#### [Exercise aim]
Reproduce every line in the material below that holds "Whether".

START Supplied material

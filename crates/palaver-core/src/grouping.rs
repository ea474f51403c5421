//! Render-time grouping predicates over the ordered message sequence.
//!
//! All three are pure functions of `(sequence, index)`; nothing here is
//! cached on messages, so re-running on an unchanged sequence always yields
//! the same answer.

use chrono::{DateTime, NaiveDate, Utc};

use crate::types::Message;

/// Two messages from the same sender further apart than this get a visible
/// timestamp between them.
pub const TIMESTAMP_GAP_MS: u64 = 90_000;

/// Whether a date banner belongs above the message at `index`.
///
/// True for the first message and whenever the civil date changes from the
/// previous message.
pub fn is_day_boundary(messages: &[Message], index: usize) -> bool {
    let Some(message) = messages.get(index) else {
        return false;
    };
    if index == 0 {
        return true;
    }
    civil_date(message.created_at_ms) != civil_date(messages[index - 1].created_at_ms)
}

/// Whether the message at `index` closes a visual run of bubbles.
///
/// True for the last message overall, and whenever the next message is from
/// another day or another sender.
pub fn is_run_tail(messages: &[Message], index: usize) -> bool {
    let Some(message) = messages.get(index) else {
        return false;
    };
    let Some(next) = messages.get(index + 1) else {
        return true;
    };
    next.sender_id != message.sender_id
        || civil_date(next.created_at_ms) != civil_date(message.created_at_ms)
}

/// Whether the message at `index` shows its timestamp.
///
/// Every run tail does, and so does a message whose successor from the same
/// sender arrives more than [`TIMESTAMP_GAP_MS`] later.
pub fn shows_timestamp(messages: &[Message], index: usize) -> bool {
    let Some(message) = messages.get(index) else {
        return false;
    };
    if is_run_tail(messages, index) {
        return true;
    }
    let next = &messages[index + 1];
    next.created_at_ms.saturating_sub(message.created_at_ms) > TIMESTAMP_GAP_MS
}

fn civil_date(timestamp_ms: u64) -> NaiveDate {
    DateTime::<Utc>::from_timestamp_millis(timestamp_ms as i64)
        .map(|datetime| datetime.date_naive())
        .unwrap_or_default()
}

#[cfg(test)]
mod tests {
    use super::*;
    use crate::types::DeliveryState;

    const DAY_MS: u64 = 24 * 60 * 60 * 1_000;

    fn message(id: &str, sender: &str, created_at_ms: u64) -> Message {
        Message {
            id: id.to_owned(),
            body: "hi".to_owned(),
            chat_id: "c1".to_owned(),
            sender_id: sender.to_owned(),
            created_at_ms,
            updated_at_ms: created_at_ms,
            delivery: DeliveryState::Delivered,
        }
    }

    #[test]
    fn sixty_second_gap_same_sender_shows_nothing_between() {
        // 10:00 and 10:01 on the same day, same sender.
        let base = 1_700_000_000_000;
        let messages = vec![message("M1", "a", base), message("M2", "a", base + 60_000)];

        assert!(!is_day_boundary(&messages, 1));
        assert!(!shows_timestamp(&messages, 0));
        assert!(!is_run_tail(&messages, 0));
    }

    #[test]
    fn gap_over_ninety_seconds_shows_timestamp_inside_a_run() {
        let base = 1_700_000_000_000;
        let messages = vec![
            message("M1", "a", base),
            message("M2", "a", base + TIMESTAMP_GAP_MS + 1),
        ];

        assert!(shows_timestamp(&messages, 0));
        // Same sender, same day: the run itself continues.
        assert!(!is_run_tail(&messages, 0));
    }

    #[test]
    fn exactly_ninety_seconds_is_not_a_gap() {
        let base = 1_700_000_000_000;
        let messages = vec![
            message("M1", "a", base),
            message("M2", "a", base + TIMESTAMP_GAP_MS),
        ];

        assert!(!shows_timestamp(&messages, 0));
    }

    #[test]
    fn sender_change_ends_the_run() {
        let base = 1_700_000_000_000;
        let messages = vec![
            message("M1", "a", base),
            message("M2", "b", base + 1_000),
            message("M3", "b", base + 2_000),
        ];

        assert!(is_run_tail(&messages, 0));
        assert!(!is_run_tail(&messages, 1));
        assert!(is_run_tail(&messages, 2));
    }

    #[test]
    fn day_change_raises_banner_and_ends_run() {
        let base = 1_700_000_000_000;
        let messages = vec![message("M1", "a", base), message("M2", "a", base + DAY_MS)];

        assert!(is_day_boundary(&messages, 0));
        assert!(is_day_boundary(&messages, 1));
        assert!(is_run_tail(&messages, 0));
    }

    #[test]
    fn a_week_apart_on_the_same_weekday_is_still_a_boundary() {
        // The civil date changed even though the weekday did not.
        let base = 1_700_000_000_000;
        let messages = vec![message("M1", "a", base), message("M2", "a", base + 7 * DAY_MS)];

        assert!(is_day_boundary(&messages, 1));
    }

    #[test]
    fn last_message_always_shows_timestamp() {
        let messages = vec![message("M1", "a", 1_700_000_000_000)];
        assert!(shows_timestamp(&messages, 0));
        assert!(is_run_tail(&messages, 0));
    }

    #[test]
    fn predicates_are_idempotent_over_an_unchanged_sequence() {
        let base = 1_700_000_000_000;
        let messages = vec![
            message("M1", "a", base),
            message("M2", "b", base + 200_000),
            message("M3", "b", base + DAY_MS),
        ];

        let first: Vec<(bool, bool, bool)> = (0..messages.len())
            .map(|i| {
                (
                    is_day_boundary(&messages, i),
                    shows_timestamp(&messages, i),
                    is_run_tail(&messages, i),
                )
            })
            .collect();
        let second: Vec<(bool, bool, bool)> = (0..messages.len())
            .map(|i| {
                (
                    is_day_boundary(&messages, i),
                    shows_timestamp(&messages, i),
                    is_run_tail(&messages, i),
                )
            })
            .collect();

        assert_eq!(first, second);
    }

    #[test]
    fn out_of_range_index_is_never_grouped() {
        let messages = vec![message("M1", "a", 1_700_000_000_000)];
        assert!(!is_day_boundary(&messages, 5));
        assert!(!shows_timestamp(&messages, 5));
        assert!(!is_run_tail(&messages, 5));
    }
}
use serde::{Deserialize, Serialize};

use crate::error::ChatError;

/// Messages a conversation snapshot can hold before pagination kicks in.
///
/// The server sends at most this many messages per batch; a shorter batch
/// means the beginning of history has been reached.
pub const DEFAULT_PAGE_SIZE: usize = 50;

/// Per-message delivery lifecycle.
///
/// Monotonic: `Local -> Delivered -> Read`. The ordering derive is relied on
/// for the never-regress rule when entries are updated in place.
#[derive(Debug, Clone, Copy, Serialize, Deserialize, PartialEq, Eq, PartialOrd, Ord)]
#[serde(rename_all = "lowercase")]
pub enum DeliveryState {
    /// Optimistic local write, not yet acknowledged by the server.
    Local,
    /// Server-acknowledged, recipient has not confirmed reading.
    Delivered,
    /// Recipient confirmed reading.
    Read,
}

impl Default for DeliveryState {
    /// Anything that reached the wire is at least delivered.
    fn default() -> Self {
        Self::Delivered
    }
}

/// One chat message as held by the store and carried on the wire.
#[derive(Debug, Clone, Serialize, Deserialize, PartialEq, Eq)]
#[serde(rename_all = "camelCase")]
pub struct Message {
    /// Either a temporary client-minted id or a permanent server id.
    pub id: String,
    /// Text payload, non-empty for any message that was actually sent.
    pub body: String,
    /// Conversation this message belongs to.
    pub chat_id: String,
    /// Author user id.
    pub sender_id: String,
    /// Creation timestamp in milliseconds since the Unix epoch.
    pub created_at_ms: u64,
    /// Last-update timestamp in milliseconds since the Unix epoch.
    pub updated_at_ms: u64,
    /// Delivery lifecycle position.
    #[serde(default)]
    pub delivery: DeliveryState,
}

impl Message {
    /// Whether this is an optimistic entry still awaiting acknowledgment.
    pub fn is_local(&self) -> bool {
        self.delivery == DeliveryState::Local
    }

    /// Read-state mirror for messages not authored by the local user.
    pub fn recipient_read(&self) -> bool {
        self.delivery == DeliveryState::Read
    }
}

/// The other participant's profile and presence.
#[derive(Debug, Clone, Serialize, Deserialize, PartialEq, Eq)]
#[serde(rename_all = "camelCase")]
pub struct Peer {
    /// Peer user id.
    pub user_id: String,
    /// Display name shown in the conversation header.
    pub display_name: String,
    /// Conversation this profile was delivered for.
    pub chat_id: String,
    /// Whether the local user archived this conversation.
    pub is_archived: bool,
    /// Live presence flag.
    pub is_online: bool,
    /// Last time the peer was seen online, when known.
    pub last_online_ms: Option<u64>,
    /// Conversation creation timestamp.
    pub chat_created_ms: u64,
}

/// `*-init` payload: peer profile plus the most recent messages, newest-first.
#[derive(Debug, Clone, Serialize, Deserialize, PartialEq, Eq)]
#[serde(rename_all = "camelCase")]
pub struct InitPayload {
    pub recipient_user: Peer,
    pub messages: Vec<Message>,
}

/// `*-new-message` payload.
#[derive(Debug, Clone, Serialize, Deserialize, PartialEq, Eq)]
#[serde(rename_all = "camelCase")]
pub struct NewMessagePayload {
    pub message: Message,
}

/// `*-delivered` payload: temporary-to-permanent id reconciliation.
#[derive(Debug, Clone, Serialize, Deserialize, PartialEq, Eq)]
#[serde(rename_all = "camelCase")]
pub struct DeliveredPayload {
    pub temp_id: String,
    pub actual_id: String,
}

/// `*-messages-loader` payload: one backward page, newest-first.
#[derive(Debug, Clone, Serialize, Deserialize, PartialEq, Eq)]
#[serde(rename_all = "camelCase")]
pub struct LoaderPayload {
    pub messages: Vec<Message>,
    pub end_of_messages: bool,
    /// Id of the element that was topmost before the prepend; the re-anchor
    /// target.
    pub last_message_id: String,
}

/// `*-recipient-status-change` payload.
#[derive(Debug, Clone, Serialize, Deserialize, PartialEq, Eq)]
#[serde(rename_all = "camelCase")]
pub struct StatusPayload {
    pub is_online: bool,
}

/// `*-error` payload: terminal conversation failure.
#[derive(Debug, Clone, Serialize, Deserialize, PartialEq, Eq)]
#[serde(rename_all = "camelCase")]
pub struct ErrorPayload {
    pub status: u16,
    pub error_message: String,
}

/// Decoded inbound server event for one conversation.
#[derive(Debug, Clone, PartialEq, Eq)]
pub enum ServerEvent {
    /// Snapshot replacing the whole store.
    Init(InitPayload),
    /// Message from the peer, or an echo of an own send.
    NewMessage(NewMessagePayload),
    /// Acknowledgment resolving a temporary id.
    Delivered(DeliveredPayload),
    /// The peer read everything we delivered.
    ReadAll,
    /// Backward pagination response.
    MessagesLoader(LoaderPayload),
    /// Peer presence change.
    RecipientStatusChange(StatusPayload),
    /// Terminal conversation error.
    Error(ErrorPayload),
}

/// Payload for every emit that only references the conversation.
#[derive(Debug, Clone, Serialize, Deserialize, PartialEq, Eq)]
#[serde(rename_all = "camelCase")]
pub struct ChatRef {
    pub chat_id: String,
}

impl ChatRef {
    pub fn new(chat_id: impl Into<String>) -> Self {
        Self {
            chat_id: chat_id.into(),
        }
    }
}

/// `send-message` emit payload.
#[derive(Debug, Clone, Serialize, Deserialize, PartialEq, Eq)]
#[serde(rename_all = "camelCase")]
pub struct SendMessagePayload {
    pub chat_id: String,
    pub recipient_id: String,
    pub message: String,
    pub temp_id: String,
}

/// `load-more` emit payload.
#[derive(Debug, Clone, Serialize, Deserialize, PartialEq, Eq)]
#[serde(rename_all = "camelCase")]
pub struct LoadMorePayload {
    pub chat_id: String,
    pub last_message_id: String,
}

/// Outbound emit toward the server, unscoped by conversation in its name.
#[derive(Debug, Clone, PartialEq, Eq)]
pub enum OutboundEvent {
    JoinedChat(ChatRef),
    LeftChat(ChatRef),
    SendMessage(SendMessagePayload),
    ReadMessages(ChatRef),
    LoadMore(LoadMorePayload),
    ArchiveChat(ChatRef),
    DeleteChat(ChatRef),
}

impl OutboundEvent {
    /// Wire event name.
    pub fn name(&self) -> &'static str {
        match self {
            Self::JoinedChat(_) => "joined-chat",
            Self::LeftChat(_) => "left-chat",
            Self::SendMessage(_) => "send-message",
            Self::ReadMessages(_) => "read-messages",
            Self::LoadMore(_) => "load-more",
            Self::ArchiveChat(_) => "archive-chat",
            Self::DeleteChat(_) => "delete-chat",
        }
    }
}

/// Raw scroll-position sample reported by the view.
#[derive(Debug, Clone, Copy, PartialEq, Eq, Default)]
pub struct ViewportSample {
    /// Scrollbar resting at the very end of the list.
    pub at_bottom: bool,
    /// Scrollbar resting at the very top of the list.
    pub at_top: bool,
    /// False while the content is shorter than the viewport.
    pub has_overflow: bool,
}

/// Immutable view of one conversation after a state transition.
#[derive(Debug, Clone, PartialEq, Eq)]
pub struct ConversationSnapshot {
    pub chat_id: String,
    pub peer: Option<Peer>,
    pub messages: Vec<Message>,
    pub first_unread_index: Option<usize>,
    /// True once the oldest loaded message is the first ever sent.
    pub history_start_reached: bool,
}

/// Command channel input accepted by the session runtime.
#[derive(Debug, Clone, PartialEq)]
pub enum SessionCommand {
    /// Join a conversation, leaving any prior one first.
    Join {
        chat_id: String,
        self_user_id: String,
    },
    /// Leave the current conversation. Idempotent.
    Leave,
    /// Optimistically send a message body.
    Send { body: String },
    /// Mark every peer message read and emit the receipt.
    MarkRead,
    /// Feed a raw scroll-position sample from the view.
    Viewport(ViewportSample),
    /// Toggle the archived flag server-side, then leave.
    Archive,
    /// Delete the conversation server-side, then leave.
    Delete,
}

/// Event channel output fanned out to view-layer subscribers.
#[derive(Debug, Clone, PartialEq)]
pub enum SessionEvent {
    /// A conversation was joined.
    Joined { chat_id: String },
    /// The conversation was left (navigation, error, or shutdown).
    Left { chat_id: String },
    /// The store or peer changed; render from this snapshot.
    Conversation(ConversationSnapshot),
    /// The view should perform this scroll action now.
    Scroll(crate::scroll::ScrollAction),
    /// Transient user-visible notice; the action was dropped.
    Notice(ChatError),
    /// Terminal conversation failure; the session was torn down.
    Fatal(ChatError),
}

END Supplied material

#### [Response to the exercise]
/// Whether a date banner belongs above the message at `index`.
/// Whether the message at `index` closes a visual run of bubbles.
/// Whether the message at `index` shows its timestamp.
    /// Whether this is an optimistic entry still awaiting acknowledgment.
    /// Whether the local user archived this conversation.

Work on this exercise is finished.